More than any other retailer, Costco Wholesale (NASDAQ:COST) has come to define the membership model. Its giant warehouses are only open to members who pay $55 a year for the privilege of shopping at its bargain-priced, bare-bones depots.
Thanks to its membership model, Costco has become the #2 retailer in the country, with 2015 revenue of $113.6 billion. Membership fees contributed $2.53 billion in its most recent fiscal year, or just 2.2% of its total revenue; however, the power of its membership model goes well beyond the top-line fees it generates.
A loyal customer base
Costco has one of the most dependable customer bases in retail. Its membership renewal rate was 91% in the U.S. and Canada last year and 88% globally. Those members spend about $2,500 on average.
Costco offers individual and business memberships for $55, and executive memberships, which come with additional benefits such as 2% cash back, for $110. It closed last year with 34 million individual members and 10.6 million business members. 39% of cardholders are executive members, up from 38% the year before, and executive members spend more than regular members, making up two thirds of sales, a trend that should help profitability in the future.

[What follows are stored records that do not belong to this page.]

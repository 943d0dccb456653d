//! # Seed Data Loader
//!
//! Inserts the sample members, categories and transactions into the
//! configured Supabase project.
//!
//! ## Usage
//! ```bash
//! # Uses SUPABASE_URL / SUPABASE_ANON_KEY (or config.toml)
//! cargo run -p ganadera-remote --bin seed
//!
//! # Point at another project for this run
//! cargo run -p ganadera-remote --bin seed -- --url https://xyz.supabase.co --key <anon key>
//!
//! # Dry run against an in-memory store
//! cargo run -p ganadera-remote --bin seed -- --memory
//! ```
//!
//! Nothing is inserted if the project already has active members.

use std::env;

use ganadera_remote::sample::seed_sample_data;
use ganadera_remote::{MemoryStore, Remote, RemoteConfig};

#[tokio::main]
async fn main() -> Result<(), Box<dyn std::error::Error>> {
    let args: Vec<String> = env::args().collect();

    let mut config = RemoteConfig::load()?;
    let mut in_memory = false;

    let mut i = 1;
    while i < args.len() {
        match args[i].as_str() {
            "--url" | "-u" => {
                if i + 1 < args.len() {
                    config.url = Some(args[i + 1].clone());
                    i += 1;
                }
            }
            "--key" | "-k" => {
                if i + 1 < args.len() {
                    config.anon_key = Some(args[i + 1].clone());
                    i += 1;
                }
            }
            "--memory" | "-m" => in_memory = true,
            "--help" | "-h" => {
                println!("Ganadera Seed Data Loader");
                println!();
                println!("Usage: seed [OPTIONS]");
                println!();
                println!("Options:");
                println!("  -u, --url <URL>    Service URL (default: $SUPABASE_URL)");
                println!("  -k, --key <KEY>    Anon key (default: $SUPABASE_ANON_KEY)");
                println!("  -m, --memory       Seed an in-memory store instead");
                println!("  -h, --help         Show this help message");
                return Ok(());
            }
            _ => {}
        }
        i += 1;
    }

    println!("🌱 Ganadera Seed Data Loader");
    println!("============================");

    let remote = if in_memory {
        println!("Target: in-memory store");
        Remote::in_memory(MemoryStore::new())
    } else {
        let endpoint = config.validate()?;
        println!("Target: {}", endpoint.base_url);
        Remote::connect(endpoint)?
    };

    remote.ping().await?;
    println!("✓ Service reachable");

    let start = std::time::Instant::now();
    let report = seed_sample_data(&remote).await?;

    if report.members == 0 {
        println!("⚠ Project already has members; nothing inserted.");
        return Ok(());
    }

    println!();
    println!("✓ Inserted {} members", report.members);
    println!("✓ Inserted {} livestock categories", report.categories);
    println!("✓ Inserted {} transactions", report.transactions);
    println!("  in {:?}", start.elapsed());

    let members = remote.members().list_active().await?;
    let transactions = remote.transactions().list_recent_enriched().await?;
    let unresolved = transactions
        .iter()
        .filter(|t| t.member.is_missing() || t.category.is_missing())
        .count();
    println!();
    println!("Verifying: {} active members now listed", members.len());
    println!(
        "Verifying: {} transactions, {} with unresolved member or category",
        transactions.len(),
        unresolved
    );

    println!();
    println!("✓ Seed complete!");

    Ok(())
}
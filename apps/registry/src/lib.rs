//! # Ganadera Registry Library
//!
//! State container, commands and views for the livestock cooperative's
//! registry, plus the `run` entry point used by the `ganadera` binary.
//!
//! ## Module Structure
//! ```text
//! ganadera_registry/
//! ├── lib.rs          ◄─── You are here (setup, run)
//! ├── main.rs         ◄─── Binary entry point
//! ├── cli.rs          ◄─── clap definition
//! ├── error.rs        ◄─── ApiError type
//! ├── state/          ◄─── RegistryState, ConnectionProbe, Navigation, DisplayConfig
//! ├── commands/       ◄─── Member, category, transaction, summary, status
//! └── views/          ◄─── Text tables
//! ```
//!
//! ## Startup Sequence
//! 1. Load `.env` (main.rs)
//! 2. Initialize tracing
//! 3. Resolve the store: hosted service from config, or seeded memory (`--offline`)
//! 4. Probe the connection
//! 5. Load members, categories and transactions concurrently
//! 6. Run the subcommand and render

pub mod cli;
pub mod commands;
pub mod error;
pub mod state;
pub mod views;

use serde::Serialize;
use tracing::{debug, info};
use tracing_subscriber::EnvFilter;

use crate::cli::{CategoryAction, Cli, Commands, MemberAction, TransactionAction};
use crate::commands::{category, member, status, summary, transaction};
use crate::error::ApiError;
use crate::state::{ConnectionProbe, DisplayConfig, NavigationState, RegistryState, View};
use ganadera_core::{CategoryForm, MemberForm, TransactionForm};
use ganadera_remote::sample::seed_sample_data;
use ganadera_remote::{MemoryStore, Remote, RemoteConfig, RemoteError, RemoteResult};

/// Initializes the tracing subscriber for logging.
///
/// ## Log Levels
/// - `ERROR`: Service failures
/// - `WARN`: Failed operations, unreachable service
/// - `INFO`: Loads and creates
/// - `DEBUG`: Row counts, payload summaries
///
/// Override with `RUST_LOG`, e.g. `RUST_LOG=ganadera_remote=debug`.
/// Logs go to stderr so tables and JSON stay clean on stdout.
pub fn init_tracing() {
    let filter = EnvFilter::try_from_default_env()
        .unwrap_or_else(|_| EnvFilter::new("info,ganadera=debug"));

    tracing_subscriber::fmt()
        .with_env_filter(filter)
        .with_writer(std::io::stderr)
        .init();
}

/// The hosted service from configuration, or a seeded in-memory store.
async fn open_remote(offline: bool) -> RemoteResult<Remote> {
    if offline {
        let remote = Remote::in_memory(MemoryStore::new());
        seed_sample_data(&remote).await?;
        return Ok(remote);
    }
    let config = RemoteConfig::load()?;
    Remote::from_config(&config)
}

fn emit<T: Serialize>(json: bool, value: &T, text: impl FnOnce() -> String) -> Result<(), ApiError> {
    if json {
        let out = serde_json::to_string_pretty(value)
            .map_err(|e| ApiError::internal(e.to_string()))?;
        println!("{}", out);
    } else {
        println!("{}", text());
    }
    Ok(())
}

/// Runs one CLI invocation.
pub async fn run(cli: Cli) -> Result<(), ApiError> {
    let display = DisplayConfig::from_env();

    let remote = match open_remote(cli.offline).await {
        Ok(remote) => remote,
        Err(RemoteError::Config(e)) => {
            let probe = ConnectionProbe::unconfigured(e.clone());
            emit(cli.json, &status::get_status(&probe, None), || {
                views::connection_line(&probe.status())
            })?;
            return Err(e.into());
        }
        Err(e) => return Err(e.into()),
    };

    let probe = ConnectionProbe::new(remote.clone());
    let connection = probe.check().await;
    if !cli.json {
        println!("{}\n", views::connection_line(&connection));
    }

    let state = RegistryState::new(remote);
    let nav = NavigationState::new();
    state.initialize().await;
    debug!(
        members = state.members().len(),
        categories = state.categories().len(),
        transactions = state.transactions().len(),
        "Registry ready"
    );

    let result = dispatch(&cli, &state, &nav, &probe, &display).await;

    if !cli.json {
        if let Some(line) = views::banner(state.error().as_deref()) {
            eprintln!("\n{}", line);
        }
    }
    result
}

async fn dispatch(
    cli: &Cli,
    state: &RegistryState,
    nav: &NavigationState,
    probe: &ConnectionProbe,
    display: &DisplayConfig,
) -> Result<(), ApiError> {
    let json = cli.json;

    match &cli.command {
        Commands::Status => {
            let dto = status::get_status(probe, Some(state));
            emit(json, &dto, || {
                let mut lines: Vec<String> = dto
                    .operations
                    .iter()
                    .map(|op| match &op.message {
                        Some(message) => format!("{:<18} {} ({})", op.operation, op.state, message),
                        None => format!("{:<18} {}", op.operation, op.state),
                    })
                    .collect();
                lines.insert(0, "Operations".to_string());
                lines.join("\n")
            })
        }

        Commands::Members { action } => match action {
            MemberAction::List => {
                nav.with_nav_mut(|n| n.show(View::Members));
                let rows = member::list_members(state);
                emit(json, &rows, || views::members::render(&rows, display))
            }
            MemberAction::Add {
                first_name,
                last_name,
                cedula,
                phone,
                address,
                email,
            } => {
                let mut form = MemberForm {
                    first_name: first_name.clone(),
                    last_name: last_name.clone(),
                    national_id: cedula.clone(),
                    phone: phone.clone(),
                    address: address.clone(),
                    email: email.clone(),
                };
                let dto = member::create_member(state, &mut form).await?;
                info!(id = %dto.id, "Member registered");
                emit(json, &dto, || {
                    format!(
                        "✓ Member registered successfully: {}\n\n{}",
                        dto.picker_label,
                        views::render_view(View::Members, state, display)
                    )
                })
            }
        },

        Commands::Categories { action } => match action {
            CategoryAction::List => {
                nav.with_nav_mut(|n| n.show(View::Categories));
                let rows = category::list_categories(state);
                emit(json, &rows, || views::categories::render(&rows))
            }
            CategoryAction::Add { name, description } => {
                nav.with_nav_mut(|n| {
                    n.show(View::Categories);
                    n.open_category_modal()
                });
                let mut form = CategoryForm {
                    name: name.clone(),
                    description: description.clone(),
                };
                let dto = category::create_category(state, nav, &mut form).await?;
                emit(json, &dto, || {
                    format!(
                        "✓ Livestock category registered successfully: {}\n\n{}",
                        dto.name,
                        views::render_view(View::Categories, state, display)
                    )
                })
            }
        },

        Commands::Transactions { action } => match action {
            TransactionAction::List { member: None } => {
                nav.with_nav_mut(|n| n.show(View::Transactions));
                let rows = transaction::list_transactions(state);
                emit(json, &rows, || views::transactions::render(&rows, display))
            }
            TransactionAction::List {
                member: Some(key),
            } => {
                let owner = member::resolve_member(state, key)?;
                let rows = transaction::list_member_transactions(state, &owner.id).await?;
                emit(json, &rows, || {
                    format!(
                        "{}\n\n{}",
                        owner.full_name(),
                        views::transactions::render(&rows, display)
                    )
                })
            }
            TransactionAction::Add {
                member: member_key,
                category: category_key,
                quantity,
                price,
                notes,
            } => {
                nav.with_nav_mut(|n| n.show(View::NewTransaction));
                let member_id = match member_key.trim() {
                    "" => String::new(),
                    key => member::resolve_member(state, key)?.id,
                };
                let category_id = match category_key.trim() {
                    "" => String::new(),
                    key => category::resolve_category(state, key)?.id,
                };
                let mut form = TransactionForm {
                    member_id,
                    category_id,
                    quantity: quantity.clone(),
                    unit_price: price.clone(),
                    notes: notes.clone(),
                };
                if let Some(total) = transaction::preview_total(&form) {
                    debug!(total = %total, "Transaction preview");
                }

                let dto = transaction::create_transaction(state, nav, &mut form).await?;
                let view = nav.with_nav(|n| n.active());
                emit(json, &dto, || {
                    format!(
                        "✓ Transaction registered successfully: {} × {} for {}\n\n{}",
                        dto.quantity,
                        dto.category_name,
                        display.format_optional_money(dto.total),
                        views::render_view(view, state, display)
                    )
                })
            }
        },

        Commands::Summary { member: key, date } => {
            let member_id = match key {
                Some(key) => Some(member::resolve_member(state, key)?.id),
                None => None,
            };
            let dto = summary::get_summary(state, member_id, *date);
            emit(json, &dto, || views::summary::render(&dto, display))
        }

        Commands::Show { view } => {
            nav.with_nav_mut(|n| n.show(*view));
            let active = nav.with_nav(|n| n.active());
            emit(json, &nav.with_nav(|n| n.clone()), || {
                format!("{}\n\n{}", active.label(), views::render_view(active, state, display))
            })
        }
    }
}

#[cfg(test)]
mod tests {
    use super::*;
    use clap::Parser;

    async fn offline_state() -> RegistryState {
        let remote = open_remote(true).await.unwrap();
        let state = RegistryState::new(remote);
        state.initialize().await;
        state
    }

    #[tokio::test]
    async fn test_offline_store_is_seeded() {
        let state = offline_state().await;
        assert!(!state.members().is_empty());
        assert!(!state.categories().is_empty());
        assert!(state
            .transactions()
            .iter()
            .all(|t| !t.member.is_missing() && !t.category.is_missing()));
        assert_eq!(state.error(), None);
    }

    #[tokio::test]
    async fn test_dispatch_transaction_add_by_cedula_and_name() {
        let state = offline_state().await;
        let nav = NavigationState::new();
        let probe = ConnectionProbe::new(state.remote().clone());
        let before = state.transactions().len();
        let target = state.members()[0].clone();
        let category_name = state.categories()[0].name.to_uppercase();

        let cli = Cli::try_parse_from([
            "ganadera",
            "--json",
            "transactions",
            "add",
            "--member",
            target.national_id.as_str(),
            "--category",
            category_name.as_str(),
            "--quantity",
            "2",
        ])
        .unwrap();
        dispatch(&cli, &state, &nav, &probe, &DisplayConfig::default())
            .await
            .unwrap();

        let rows = state.transactions();
        assert_eq!(rows.len(), before + 1);
        assert_eq!(rows[0].transaction.member_id, target.id);
        assert_eq!(nav.with_nav(|n| n.active()), View::Transactions);
    }

    #[tokio::test]
    async fn test_dispatch_unknown_member_is_not_found() {
        let state = offline_state().await;
        let probe = ConnectionProbe::new(state.remote().clone());
        let cli = Cli::try_parse_from(["ganadera", "summary", "--member", "0-0000-0000"]).unwrap();

        let err = dispatch(&cli, &state, &NavigationState::new(), &probe, &DisplayConfig::default())
            .await
            .unwrap_err();
        assert_eq!(err.code, crate::error::ErrorCode::NotFound);
    }
}
//! # ganadera-core: Domain Logic for the Livestock Registry
//!
//! Entity types, money, validation and form rules for the cooperative's
//! registry. Nothing in this crate touches the network.
//!
//! ## Architecture Position
//! ```text
//! ┌─────────────────────────────────────────────────────────────────────────┐
//! │                     Ganadera Registry Architecture                      │
//! │                                                                         │
//! │  ┌─────────────────────────────────────────────────────────────────┐   │
//! │  │              apps/registry (state container + CLI)              │   │
//! │  │    RegistryState, ConnectionProbe, Navigation, views           │   │
//! │  └─────────────────────────────┬───────────────────────────────────┘   │
//! │                                │                                        │
//! │  ┌─────────────────────────────▼───────────────────────────────────┐   │
//! │  │             ★ ganadera-core (THIS CRATE) ★                      │   │
//! │  │                                                                 │   │
//! │  │   ┌───────────┐  ┌───────────┐  ┌───────────┐  ┌───────────┐  │   │
//! │  │   │   types   │  │   money   │  │   form    │  │  summary  │  │   │
//! │  │   │  Member   │  │   Money   │  │  drafts   │  │  totals   │  │   │
//! │  │   │  Registro │  │  (cents)  │  │  submit   │  │ breakdown │  │   │
//! │  │   └───────────┘  └───────────┘  └───────────┘  └───────────┘  │   │
//! │  └─────────────────────────────────────────────────────────────────┘   │
//! │                                │                                        │
//! │  ┌─────────────────────────────▼───────────────────────────────────┐   │
//! │  │            ganadera-remote (hosted table store)                 │   │
//! │  └─────────────────────────────────────────────────────────────────┘   │
//! └─────────────────────────────────────────────────────────────────────────┘
//! ```
//!
//! ## Modules
//!
//! - [`types`] - Member, LivestockCategory, Transaction and their insert payloads
//! - [`money`] - Integer-cent money with a decimal wire format
//! - [`form`] - Form drafts and submit rules
//! - [`summary`] - Per-member totals
//! - [`validation`] - Field checks
//! - [`error`] - Domain error types
//!
//! ## Example Usage
//!
//! ```rust
//! use chrono::Utc;
//! use ganadera_core::form::TransactionForm;
//!
//! let mut form = TransactionForm {
//!     member_id: "m-1".into(),
//!     category_id: "c-1".into(),
//!     quantity: "3".into(),
//!     unit_price: "10.50".into(),
//!     notes: String::new(),
//! };
//!
//! let new = form.submit(false, Utc::now()).unwrap();
//! assert_eq!(new.total.unwrap().cents(), 3150);
//! ```

// =============================================================================
// Module Declarations
// =============================================================================

pub mod error;
pub mod form;
pub mod money;
pub mod summary;
pub mod timestamp;
pub mod types;
pub mod validation;

// =============================================================================
// Re-exports for Convenience
// =============================================================================

pub use error::{CoreError, CoreResult, ValidationError};
pub use form::{CategoryForm, MemberForm, TransactionForm};
pub use money::Money;
pub use summary::{
    grand_total, has_unknown_category, summarize_by_member, CategoryQuantity, MemberSummary,
    SummaryFilter,
};
pub use types::*;

// =============================================================================
// Crate-Level Constants
// =============================================================================

/// Upper bound for a transaction quantity.
pub const MAX_QUANTITY: i64 = 999_999;

/// Upper bound for a unit price: 100 000 000.00.
///
/// With [`MAX_QUANTITY`] the largest total is about 10^16 cents, well inside
/// i64.
pub const MAX_UNIT_PRICE: money::Money = money::Money::from_cents(10_000_000_000);

/// Maximum length of free-text notes and descriptions.
pub const MAX_NOTES_LENGTH: usize = 1_000;
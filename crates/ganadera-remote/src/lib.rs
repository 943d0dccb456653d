//! # ganadera-remote: Hosted Data Service Layer
//!
//! Access to the cooperative's tables on a Supabase project, through the
//! PostgREST HTTP interface.
//!
//! ## Architecture Position
//! ```text
//! ┌─────────────────────────────────────────────────────────────────────────┐
//! │                     Ganadera Registry Data Flow                         │
//! │                                                                         │
//! │  RegistryState (load_members, create_transaction, ...)                 │
//! │       │                                                                 │
//! │       ▼                                                                 │
//! │  ┌─────────────────────────────────────────────────────────────────┐   │
//! │  │                ganadera-remote (THIS CRATE)                     │   │
//! │  │                                                                 │   │
//! │  │   ┌───────────────┐    ┌───────────────┐    ┌──────────────┐  │   │
//! │  │   │    Remote     │    │  Repositories │    │  TableStore  │  │   │
//! │  │   │  (remote.rs)  │───►│ MemberRepo    │───►│  RestClient  │  │   │
//! │  │   │               │    │ CategoryRepo  │    │  MemoryStore │  │   │
//! │  │   │ ping()        │    │ TransactionRepo│   │              │  │   │
//! │  │   └───────────────┘    └───────────────┘    └──────────────┘  │   │
//! │  └─────────────────────────────────────────────────────────────────┘   │
//! │       │                                                                 │
//! │       ▼ HTTPS                                                           │
//! │  ┌─────────────────────────────────────────────────────────────────┐   │
//! │  │   {SUPABASE_URL}/rest/v1/{socios | tipos_ganado | registros}    │   │
//! │  └─────────────────────────────────────────────────────────────────┘   │
//! └─────────────────────────────────────────────────────────────────────────┘
//! ```
//!
//! ## Module Organization
//!
//! - [`config`] - Endpoint settings (file + environment)
//! - [`query`] - PostgREST select model
//! - [`store`] - The `TableStore` trait and `InsertOutcome`
//! - [`client`] - HTTP implementation
//! - [`memory`] - In-process implementation
//! - [`repository`] - Typed repositories and the transaction join
//! - [`sample`] - Sample data set
//! - [`error`] - Remote error types
//!
//! ## Usage
//!
//! ```rust,ignore
//! use ganadera_remote::{Remote, RemoteConfig};
//!
//! let remote = Remote::from_config(&RemoteConfig::load()?)?;
//! remote.ping().await?;
//!
//! let members = remote.members().list_active().await?;
//! let registros = remote.transactions().list_recent_enriched().await?;
//! ```

// =============================================================================
// Module Declarations
// =============================================================================

pub mod client;
pub mod config;
pub mod error;
pub mod memory;
pub mod query;
pub mod remote;
pub mod repository;
pub mod sample;
pub mod store;

// =============================================================================
// Re-exports
// =============================================================================

pub use client::RestClient;
pub use config::{Endpoint, RemoteConfig};
pub use error::{ConfigError, RemoteError, RemoteResult};
pub use memory::MemoryStore;
pub use query::{Direction, SelectQuery, Table};
pub use remote::Remote;
pub use store::{InsertOutcome, TableStore};

// Repository re-exports for convenience
pub use repository::{CategoryRepository, MemberRepository, TransactionRepository};
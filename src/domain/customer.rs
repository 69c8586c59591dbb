use super::invoice::Currency;
use serde::{Deserialize, Serialize};

/// A customer whose invoices can be charged.
///
/// Immutable for the purposes of the billing pipeline; the billing currency
/// is fixed at creation and every invoice of the customer must match it.
#[derive(Debug, Serialize, Deserialize, PartialEq, Eq, Clone, Copy)]
pub struct Customer {
    pub id: u32,
    pub currency: Currency,
}
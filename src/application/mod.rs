//! Application layer containing the billing pipeline orchestration.
//!
//! This module defines the `BillingEngine`, the entry point for a billing
//! run. It fans pending invoices out over a bounded number of concurrent
//! slots; coordination happens only through the stream of invoices and the
//! storage collaborator, never through shared mutable state.

pub mod engine;
use super::billing::AttemptStatus;
use super::invoice::InvoiceStatus;
use super::ports::ChargeError;

/// Message recorded when the gateway declines a charge.
pub const DECLINED_MESSAGE: &str = "account balance did not allow the charge";

/// The raw result of charge execution, after the retry budget is spent.
#[derive(Debug, Clone, PartialEq, Eq)]
pub enum ChargeOutcome {
    /// The gateway captured the funds.
    Captured,
    /// The gateway declined the charge for insufficient balance.
    Declined,
    /// The final call failed with a typed error.
    Failed(ChargeError),
}

/// The terminal status and message to persist for an attempt.
///
/// A `Failure` verdict always carries a message, `Successful` never does.
#[derive(Debug, Clone, PartialEq, Eq)]
pub struct Verdict {
    pub status: AttemptStatus,
    pub message: Option<String>,
}

impl Verdict {
    /// The invoice status to project once the attempt is finalized, if any.
    ///
    /// Only a captured charge touches the invoice; every failure leaves it
    /// `Pending` and eligible for a future run.
    pub fn invoice_status(&self) -> Option<InvoiceStatus> {
        match self.status {
            AttemptStatus::Successful => Some(InvoiceStatus::Paid),
            AttemptStatus::Failure | AttemptStatus::InProgress => None,
        }
    }
}

/// Maps a charge outcome to the attempt state to persist.
pub fn classify(outcome: ChargeOutcome) -> Verdict {
    match outcome {
        ChargeOutcome::Captured => Verdict {
            status: AttemptStatus::Successful,
            message: None,
        },
        ChargeOutcome::Declined => Verdict {
            status: AttemptStatus::Failure,
            message: Some(DECLINED_MESSAGE.to_string()),
        },
        ChargeOutcome::Failed(err) => Verdict {
            status: AttemptStatus::Failure,
            // The error's display form is the operator-facing record.
            message: Some(err.to_string()),
        },
    }
}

Straight to the bottom line
The most important factor about membership fees is that they go straight to the company's bottom lines. Costco operates its warehouses on essentially a breakeven basis, making its profits on memberships instead of merchandise. Last year, for example, net income was $2.38 billion, just shy of the $2.53 billion it brought in in membership fees.
Costco's bargain-basement prices are also visible in other parts of its financial reports. The company's gross margin, or the percentage of its sales it keeps after accounting for direct costs like the cost of products, labor, and occupancy, was just 11.1%. By comparison, low-priced rivals like Amazon.com and Wal-Mart have much largers gross margins than Costco. Amazon's is 34.4% and Wal-Mart's is 25.3%, illustrating the uniqueness of Costco's model.
The membership fee also incentivizes Costco customers to spend more at its stores and increase the frequency of their visits to take advantage of their memberships. Amazon has found similar success with Prime, its own membership program.
Unlike Amazon, however, Costco's entire business model is built on memberships. Costco considers membership loyalty and growth to be "essential to our business model."
The company's best strategy for driving profits higher may be to sell more executive memberships. At $110 a pop, those memberships bring in twice the revenue of standard Gold Star memberships, and encourage customers to spend more.
One additional benefit of the membership model may be that the attractiveness of Costco's low prices means it doesn't need the same store footprint as Wal-Mart, which has blanketed the country with Supercenters. Costco's advantage can be seen in the fact that its stores generate double the sales per square foot that Wal-Mart's do.
For now, Costco's membership model seems solid, with a North American renewal rate of 91%, but the rise of e-commerce could present a threat. The company has resisted basic features like in-store pick-up, as management wants to drive traffic through the store rather than encourage a trip to a single counter -- but as Amazon Prime continues to gain in popularity, it could present a threat to Costco.
Going forward, membership renewal rates and fee growth will continue to offer a window into the company's future. If renewal rates begin to slide, Costco may have to rethink its value proposition.